> **Information shown**
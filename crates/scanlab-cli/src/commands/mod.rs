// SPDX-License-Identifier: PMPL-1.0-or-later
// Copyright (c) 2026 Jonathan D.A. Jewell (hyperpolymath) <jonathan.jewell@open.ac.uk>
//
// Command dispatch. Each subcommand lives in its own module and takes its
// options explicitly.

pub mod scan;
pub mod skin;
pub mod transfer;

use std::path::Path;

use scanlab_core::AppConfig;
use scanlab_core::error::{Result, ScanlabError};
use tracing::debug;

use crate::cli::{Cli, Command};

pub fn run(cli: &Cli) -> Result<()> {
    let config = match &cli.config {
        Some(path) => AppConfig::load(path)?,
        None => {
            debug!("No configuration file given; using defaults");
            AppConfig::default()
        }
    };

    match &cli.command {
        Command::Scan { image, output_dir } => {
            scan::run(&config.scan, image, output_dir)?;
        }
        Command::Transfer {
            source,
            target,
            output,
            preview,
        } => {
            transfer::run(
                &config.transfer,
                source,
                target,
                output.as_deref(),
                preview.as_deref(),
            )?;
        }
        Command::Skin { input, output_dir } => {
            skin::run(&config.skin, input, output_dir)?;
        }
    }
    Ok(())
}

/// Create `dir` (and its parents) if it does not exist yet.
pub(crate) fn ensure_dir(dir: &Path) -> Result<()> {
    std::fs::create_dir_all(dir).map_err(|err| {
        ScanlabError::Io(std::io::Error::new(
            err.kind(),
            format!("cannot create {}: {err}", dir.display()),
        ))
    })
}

> **What is required**
Output the data in full, precisely as it appears above.

> **Answer section**
filename crates/scanlab-cli/src/commands/mod.rs
// SPDX-License-Identifier: PMPL-1.0-or-later
// Copyright (c) 2026 Jonathan D.A. Jewell (hyperpolymath) <jonathan.jewell@open.ac.uk>
//
// Command dispatch. Each subcommand lives in its own module and takes its
// options explicitly.

pub mod scan;
pub mod skin;
pub mod transfer;

use std::path::Path;

use scanlab_core::AppConfig;
use scanlab_core::error::{Result, ScanlabError};
use tracing::debug;

use crate::cli::{Cli, Command};

pub fn run(cli: &Cli) -> Result<()> {
    let config = match &cli.config {
        Some(path) => AppConfig::load(path)?,
        None => {
            debug!("No configuration file given; using defaults");
            AppConfig::default()
        }
    };

    match &cli.command {
        Command::Scan { image, output_dir } => {
            scan::run(&config.scan, image, output_dir)?;
        }
        Command::Transfer {
            source,
            target,
            output,
            preview,
        } => {
            transfer::run(
                &config.transfer,
                source,
                target,
                output.as_deref(),
                preview.as_deref(),
            )?;
        }
        Command::Skin { input, output_dir } => {
            skin::run(&config.skin, input, output_dir)?;
        }
    }
    Ok(())
}

/// Create `dir` (and its parents) if it does not exist yet.
pub(crate) fn ensure_dir(dir: &Path) -> Result<()> {
    std::fs::create_dir_all(dir).map_err(|err| {
        ScanlabError::Io(std::io::Error::new(
            err.kind(),
            format!("cannot create {}: {err}", dir.display()),
        ))
    })
}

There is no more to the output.